Validated Ultraviolet Spectrophotometric Method for Simultaneous Estimation of Olmesartan Medoxomil in Marketed Formulation

Aim: The goal of the present study is to provide a new, straightforward, and verified UV spectrophotometric technique
for estimating Olmesartan Medoxomil in commercial formulations like Olmesar 20 and Olmecip 20 (Maclodes
Pharmaceutical Ltd.). Materials and Methods: Olmesartan Medoxomil is the member of angiotensin receptor blocker
approved by the Food and Drug Administration for the treatment of hypertension. In oral administration, olmesartan
medoxomil undergoes intestinal de-esterification to form the active metabolite Olmesartan, which inhibits the binding
of angiotensin-I (AT-I) to angiotensin-II (AT-II) receptors in vascular muscle.

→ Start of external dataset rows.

//! Global configuration settings

use std::time::Duration;

use serde::Deserialize;

/// Process-wide settings
#[derive(Debug, Clone, Deserialize)]
#[serde(default)]
pub struct GlobalConfig {
    /// How long `tally worker` waits for the consumer to drain on shutdown
    /// Default: 30s
    #[serde(with = "humantime_serde")]
    pub shutdown_timeout: Duration,
}

impl Default for GlobalConfig {
    fn default() -> Self {
        Self {
            shutdown_timeout: Duration::from_secs(30),
        }
    }
}
//! ClickHouse writer
//!
//! Row-based inserts through the `clickhouse` crate.

use std::sync::Arc;

use async_trait::async_trait;
use clickhouse::Client;
use clickhouse::insert::Insert;
use tally_protocol::InstallEvent;
use tracing::{debug, warn};

use super::config::ClickHouseConfig;
use super::row::InstallEventRow;
use crate::common::{SinkError, SinkMetrics};
use crate::traits::SinkWriter;

/// Writes install event batches into ClickHouse
pub struct ClickHouseWriter {
    client: Client,
    table: String,
    metrics: Arc<SinkMetrics>,
}

impl ClickHouseWriter {
    pub fn new(config: &ClickHouseConfig) -> Self {
        Self::with_client(config.build_client(), config.table.clone())
    }

    /// Use a pre-built client (custom transport, test mock server)
    pub fn with_client(client: Client, table: impl Into<String>) -> Self {
        Self {
            client,
            table: table.into(),
            metrics: Arc::new(SinkMetrics::new()),
        }
    }

    pub fn table(&self) -> &str {
        &self.table
    }

    /// Metrics handle, shared with the writer
    pub fn metrics(&self) -> Arc<SinkMetrics> {
        Arc::clone(&self.metrics)
    }

    /// Round-trip a trivial query to confirm the server is reachable
    pub async fn ping(&self) -> Result<(), SinkError> {
        self.client
            .query("SELECT 1")
            .execute()
            .await
            .map_err(|e| SinkError::prepare(&self.table, e))
    }

    async fn insert(&self, events: &[InstallEvent]) -> Result<(), SinkError> {
        let table = self.table.as_str();

        let mut insert: Insert<InstallEventRow> = self
            .client
            .insert(table)
            .await
            .map_err(|e| SinkError::prepare(table, e))?;

        for event in events {
            let row = InstallEventRow::from_event(event);
            insert
                .write(&row)
                .await
                .map_err(|e| SinkError::append(table, &event.event_id, e))?;
        }

        insert
            .end()
            .await
            .map_err(|e| SinkError::send(table, events.len(), e))
    }
}

#[async_trait]
impl SinkWriter for ClickHouseWriter {
    async fn write_batch(&self, events: &[InstallEvent]) -> Result<(), SinkError> {
        if events.is_empty() {
            return Ok(());
        }

        match self.insert(events).await {
            Ok(()) => {
                self.metrics.record_success(events.len());
                debug!(table = %self.table, rows = events.len(), "inserted batch");
                Ok(())
            }
            Err(e) => {
                self.metrics.record_failure(events.len());
                warn!(
                    table = %self.table,
                    rows = events.len(),
                    stage = e.stage(),
                    error = %e,
                    "batch insert failed"
                );
                Err(e)
            }
        }
    }

    fn name(&self) -> &str {
        "clickhouse"
    }
}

Results and Discussion: Validation
of created analytical techniques in accordance with Intracerebral hemorrhage scale recommendations. In a 10 ml
volumetric flask, tablet powder corresponding to 10 mg of olmesartan medoxomil was added. For linearity, accuracy,
precision, and robustness, 12 distinct concentrations (ranging from 2 to 24 μg/ml) were formed and the calibration plot
was condensed. Statistical analysis shows that these approaches are reliable and specific for estimating olmesartan
medoxomil in commercially available tablet formulations. Conclusion: The method outlined for determining olmesartan
medoxomil in marketed tablet formulations may be effectively used for routine analysis in quality control laboratories.